La solución más eficiente al respecto está en otras medidas: adecuada ordenación del territorio, incentivar el transporte público colectivo y los modos no motorizados, mayor eficiencia en los motores, disminución del peso y la potencia de los vehículos, vectores alternativos (hidrógeno a partir de energías renovables, por ejemplo).

La escasez y la concentración de las reservas de petróleo en un reducido número de países están conduciendo a una elevada inestabilidad de los precios.
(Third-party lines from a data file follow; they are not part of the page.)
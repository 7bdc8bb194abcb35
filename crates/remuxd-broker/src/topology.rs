//! Idempotent queue topology setup.

use serde::Deserialize;
use tracing::{info, warn};

use crate::error::BrokerResult;
use crate::gateway::{BrokerChannel, DeadLetterArgs};

/// Names of the queues and the dead-letter exchange.
#[derive(Debug, Clone, PartialEq, Eq, Deserialize)]
pub struct QueueNames {
    /// Main task queue consumed by this process.
    pub tasks: String,
    /// Completion queue.
    pub done: String,
    /// Dead-letter queue; also the dead-letter routing key.
    pub dead_letter: String,
    /// Dead-letter exchange.
    pub dead_letter_exchange: String,
}

impl Default for QueueNames {
    fn default() -> Self {
        Self {
            tasks: "remux.tasks".to_string(),
            done: "remux.done".to_string(),
            dead_letter: "remux.tasks_DLQ".to_string(),
            dead_letter_exchange: "dlx".to_string(),
        }
    }
}

/// How the main task queue ended up wired.
#[derive(Debug, Clone, Copy, PartialEq, Eq)]
pub enum TopologyMode {
    /// Rejected messages route to the DLQ through the dead-letter
    /// exchange.
    DeadLetterRouted,
    /// Attached to a pre-existing queue without dead-letter arguments;
    /// rejected messages rely on explicit dead-letter publishes.
    Degraded,
}

/// Establish the task queue, dead-letter wiring, and done queue.
///
/// Re-running against an already-correct broker is a no-op. A task
/// queue that exists with different arguments is deleted (when empty)
/// and redeclared; when deletion is refused the consumer attaches
/// passively and runs degraded rather than crash-looping.
pub async fn ensure_topology(
    channel: &dyn BrokerChannel,
    names: &QueueNames,
) -> BrokerResult<TopologyMode> {
    channel.declare_exchange(&names.dead_letter_exchange).await?;

    let dead_letter = DeadLetterArgs {
        exchange: names.dead_letter_exchange.clone(),
        routing_key: names.dead_letter.clone(),
    };

    let mode = match channel.declare_queue(&names.tasks, Some(&dead_letter)).await {
        Ok(()) => {
            info!(queue = %names.tasks, "Task queue declared with dead-letter routing");
            TopologyMode::DeadLetterRouted
        }
        Err(e) if e.is_config_conflict() => {
            warn!(
                queue = %names.tasks,
                "Task queue exists with different arguments, deleting and redeclaring"
            );
            match channel.delete_queue_if_empty(&names.tasks).await {
                Ok(()) => {
                    channel.declare_queue(&names.tasks, Some(&dead_letter)).await?;
                    info!(queue = %names.tasks, "Task queue recreated with dead-letter routing");
                    TopologyMode::DeadLetterRouted
                }
                Err(delete_err) => {
                    warn!(
                        queue = %names.tasks,
                        error = %delete_err,
                        "Could not delete existing task queue, attaching without dead-letter routing"
                    );
                    channel.declare_queue_passive(&names.tasks).await?;
                    TopologyMode::Degraded
                }
            }
        }
        Err(e) => return Err(e),
    };

    channel.declare_queue(&names.dead_letter, None).await?;
    channel
        .bind_queue(
            &names.dead_letter,
            &names.dead_letter_exchange,
            &names.dead_letter,
        )
        .await?;

    channel.declare_queue(&names.done, None).await?;

    Ok(mode)
}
Para mejorar la movilidad es imprescindible reducir drásticamente la dependencia del transporte del petróleo a la vez que su impacto sobre el clima.

El lobby nuclear no ha dudado en utilizar la problemática del transporte para encontrar otro argumento dentro de su campaña de propaganda. Sin embargo, la energía nuclear no puede contribuir a los retos de una movilidad sostenible.

Greenpeace ha demostrado que para 2050 será más barato producir electricidad en España con fuentes renovables que con combustibles fósiles o con uranio pero hoy mismo ya es más barato cargar una batería de coches con energía eólica que con la electricidad producida por una nueva central nuclear y así lo ha demostrado el caso de Portugal que ha recientemente apostado por promover el uso del coche eléctrico en su territorio. EDP, la compañía eléctrica portuguesa ha declarado su intención de usar la electricidad eólica sobrante para alimentar los coches eléctricos portugueses.

La respuesta a los desafíos del transporte a nivel mundial no pasan por asumir los riesgos económicos y sociales de una tecnología como la nuclear sino por aprovechar el enorme potencial de ahorro y eficiencia que este sector todavía tiene por desarrollar, por promover el uso de modos de transporte no motorizados y del transporte público, reducir un 40% los kilómetros recorridos entre 2040 y 2080, por apostar por vehículos de motor eléctrico cargados con energías renovables que no sólo pueden cubrir esta demanda adicional de electricidad a tiempo sino con bajo impacto y menores costes.